### Task directions
If a line in the data below includes the string "which", please return a copy of it.

### Records to process
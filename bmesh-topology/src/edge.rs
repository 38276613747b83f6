use crate::errors::Error;
use crate::*;
use cgmath::EuclideanSpace;
use std::iter::FusedIterator;

impl Edge {
    /// Returns the two endpoints, in the order they were passed to
    /// [`Mesh::add_edge`].
    #[inline(always)]
    pub fn ends(&self) -> (VertexId, VertexId) { (self.links[0].vertex, self.links[1].vertex) }

    /// Returns whether `v` is an endpoint of this edge.
    #[inline(always)]
    pub fn contains_vertex(&self, v: VertexId) -> bool {
        self.links[0].vertex == v || self.links[1].vertex == v
    }

    /// Returns the endpoint that is not `v`.
    /// # Panics
    /// Panics if `v` is not an endpoint of this edge.
    #[inline(always)]
    pub fn other_vertex(&self, v: VertexId) -> VertexId {
        let (v1, v2) = self.ends();
        if v == v1 {
            v2
        } else {
            assert!(v == v2, "{v:?} is not an endpoint of this edge");
            v1
        }
    }

    /// Returns the successor of this edge in the disk cycle of `v`.
    ///
    /// An edge sits in two disk cycles at once, one per endpoint, so the
    /// probing vertex selects which cycle to follow.
    /// # Panics
    /// Panics if `v` is not an endpoint of this edge.
    #[inline(always)]
    pub fn disk_next(&self, v: VertexId) -> EdgeId { self.link(v).next }

    /// Returns the predecessor of this edge in the disk cycle of `v`.
    /// # Panics
    /// Panics if `v` is not an endpoint of this edge.
    #[inline(always)]
    pub fn disk_prev(&self, v: VertexId) -> EdgeId { self.link(v).prev }

    /// Returns one loop of this edge's radial cycle, or `None` for a
    /// wireframe edge used by no face.
    #[inline(always)]
    pub fn first_loop(&self) -> Option<LoopId> { self.first_loop }

    pub(crate) fn link(&self, v: VertexId) -> &DiskLink {
        if self.links[0].vertex == v {
            &self.links[0]
        } else {
            assert!(self.links[1].vertex == v, "{v:?} is not an endpoint of this edge");
            &self.links[1]
        }
    }

    pub(crate) fn link_mut(&mut self, v: VertexId) -> &mut DiskLink {
        if self.links[0].vertex == v {
            &mut self.links[0]
        } else {
            assert!(self.links[1].vertex == v, "{v:?} is not an endpoint of this edge");
            &mut self.links[1]
        }
    }
}

impl Mesh {
    /// Looks up an edge connecting `a` and `b`, or `None` if they are not
    /// connected.
    ///
    /// Both disk cycles are walked in lockstep and the search stops as soon
    /// as either walk closes, which bounds the work by twice the smaller of
    /// the two vertex degrees.
    /// # Panics
    /// Panics if `a == b`.
    /// # Examples
    /// ```
    /// use bmesh_topology::Mesh;
    /// let mut mesh = Mesh::new();
    /// let a = mesh.add_vertex((0.0, 0.0, 0.0));
    /// let b = mesh.add_vertex((1.0, 0.0, 0.0));
    /// let c = mesh.add_vertex((2.0, 0.0, 0.0));
    /// let e = mesh.add_edge(a, b);
    /// assert_eq!(mesh.find_edge(a, b), Some(e));
    /// assert_eq!(mesh.find_edge(b, a), Some(e));
    /// assert_eq!(mesh.find_edge(a, c), None);
    /// ```
    pub fn find_edge(&self, a: VertexId, b: VertexId) -> Option<EdgeId> {
        assert!(a != b, "find_edge requires two distinct vertices");
        let start_a = self.vertices[a].edge?;
        let start_b = self.vertices[b].edge?;
        let (mut ea, mut eb) = (start_a, start_b);
        loop {
            if self.edges[ea].contains_vertex(b) {
                return Some(ea);
            }
            if self.edges[eb].contains_vertex(a) {
                return Some(eb);
            }
            ea = self.edges[ea].disk_next(a);
            eb = self.edges[eb].disk_next(b);
            if ea == start_a || eb == start_b {
                return None;
            }
        }
    }

    /// Registers an edge between `a` and `b` and returns its handle.
    /// # Failures
    /// If `a == b`, then returns `Error::SameVertex`.
    pub fn try_add_edge(&mut self, a: VertexId, b: VertexId) -> Result<EdgeId> {
        if a == b {
            return Err(Error::SameVertex);
        }
        if let Some(existing) = self.find_edge(a, b) {
            return Ok(existing);
        }
        let mut attributes = Attributes::default();
        attrib::ensure_attributes(&self.edge_attributes, &mut attributes);
        let e = self.edges.insert_with_key(|key| Edge {
            id: 0,
            attributes,
            links: [
                DiskLink { vertex: a, next: key, prev: key },
                DiskLink { vertex: b, next: key, prev: key },
            ],
            first_loop: None,
        });
        self.disk_splice(e, a);
        self.disk_splice(e, b);
        Ok(e)
    }

    /// Registers an edge between `a` and `b` and returns its handle.
    ///
    /// Adding an edge that already exists returns the existing handle; at
    /// most one edge per vertex pair is ever registered this way.
    /// # Panics
    /// The condition `a == b` is not allowed.
    /// # Examples
    /// ```
    /// use bmesh_topology::Mesh;
    /// let mut mesh = Mesh::new();
    /// let a = mesh.add_vertex((0.0, 0.0, 0.0));
    /// let b = mesh.add_vertex((0.0, 0.0, 1.0));
    /// let e = mesh.add_edge(a, b);
    /// // idempotent, in either endpoint order
    /// assert_eq!(mesh.add_edge(a, b), e);
    /// assert_eq!(mesh.add_edge(b, a), e);
    /// assert_eq!(mesh.edge_count(), 1);
    /// ```
    #[inline(always)]
    pub fn add_edge(&mut self, a: VertexId, b: VertexId) -> EdgeId {
        self.try_add_edge(a, b).remove_try()
    }

    /// Removes an edge, cascading over every face that uses it, and patches
    /// both endpoints' disk cycles. An endpoint left without edges becomes
    /// isolated.
    /// # Examples
    /// ```
    /// use bmesh_topology::Mesh;
    /// let mut mesh = Mesh::new();
    /// let v: Vec<_> = [
    ///     (-1.0, 0.0, -1.0),
    ///     (-1.0, 0.0, 1.0),
    ///     (1.0, 0.0, 1.0),
    ///     (1.0, 0.0, -1.0),
    /// ]
    /// .into_iter()
    /// .map(|p| mesh.add_vertex(p))
    /// .collect();
    /// mesh.add_face(&[v[0], v[1], v[2]]).unwrap();
    /// mesh.add_face(&[v[2], v[1], v[3]]).unwrap();
    ///
    /// let shared = mesh.find_edge(v[1], v[2]).unwrap();
    /// mesh.remove_edge(shared);
    /// // Both faces used the shared edge, so both are gone.
    /// assert_eq!(mesh.face_count(), 0);
    /// assert_eq!(mesh.loop_count(), 0);
    /// assert_eq!(mesh.edge_count(), 4);
    /// ```
    pub fn remove_edge(&mut self, e: EdgeId) {
        while let Some(l) = self.edges[e].first_loop {
            let f = self.loops[l].face;
            self.remove_face(f);
        }
        for slot in 0..2 {
            let DiskLink { vertex, next, prev } = self.edges[e].links[slot];
            if self.vertices[vertex].edge == Some(e) {
                self.vertices[vertex].edge = if next == e { None } else { Some(next) };
            }
            self.edges[prev].link_mut(vertex).next = next;
            self.edges[next].link_mut(vertex).prev = prev;
        }
        self.edges.remove(e);
    }

    /// Returns an iterator over the radial cycle of `e`: one loop per face
    /// corner using the edge. Empty for a wireframe edge.
    #[inline(always)]
    pub fn edge_loops(&self, e: EdgeId) -> RadialLoopIter<'_> {
        let start = self.edges[e].first_loop;
        RadialLoopIter {
            mesh: self,
            edge: e,
            start,
            next: start,
            steps: 0,
        }
    }

    /// Returns an iterator over the faces using `e`, one per radial loop.
    ///
    /// A face is repeated if it uses the edge for several of its corners,
    /// which only degenerate polygons do.
    #[inline(always)]
    pub fn edge_faces(&self, e: EdgeId) -> impl Iterator<Item = FaceId> + '_ {
        self.edge_loops(e).map(move |l| self.loops[l].face)
    }

    /// Returns the midpoint of the two endpoint positions.
    #[inline(always)]
    pub fn edge_center(&self, e: EdgeId) -> Point3 {
        let (a, b) = self.edges[e].ends();
        self.vertices[a].position.midpoint(self.vertices[b].position)
    }

    /// Splices `e` into the disk cycle of its endpoint `v`.
    ///
    /// If the cycle is empty the edge becomes a singleton and the vertex
    /// anchor is set; otherwise the edge slots in right after the anchor,
    /// which stays where it is.
    fn disk_splice(&mut self, e: EdgeId, v: VertexId) {
        match self.vertices[v].edge {
            None => self.vertices[v].edge = Some(e),
            Some(head) => {
                let after = self.edges[head].disk_next(v);
                {
                    let link = self.edges[e].link_mut(v);
                    link.prev = head;
                    link.next = after;
                }
                self.edges[head].link_mut(v).next = e;
                self.edges[after].link_mut(v).prev = e;
            }
        }
    }
}

/// Iterator over the radial cycle of one edge. See [`Mesh::edge_loops`].
#[derive(Clone, Debug)]
pub struct RadialLoopIter<'a> {
    mesh: &'a Mesh,
    edge: EdgeId,
    start: Option<LoopId>,
    next: Option<LoopId>,
    steps: usize,
}

impl Iterator for RadialLoopIter<'_> {
    type Item = LoopId;

    fn next(&mut self) -> Option<LoopId> {
        let current = self.next?;
        assert!(
            self.steps < self.mesh.loops.len(),
            "the radial cycle of {:?} does not close",
            self.edge,
        );
        self.steps += 1;
        let next = self.mesh.loops[current].radial_next;
        self.next = if Some(next) == self.start { None } else { Some(next) };
        Some(current)
    }
}

impl FusedIterator for RadialLoopIter<'_> {}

### Solution
    /// probing vertex selects which cycle to follow.
    /// as either walk closes, which bounds the work by twice the smaller of
    /// which only degenerate polygons do.
    /// which stays where it is.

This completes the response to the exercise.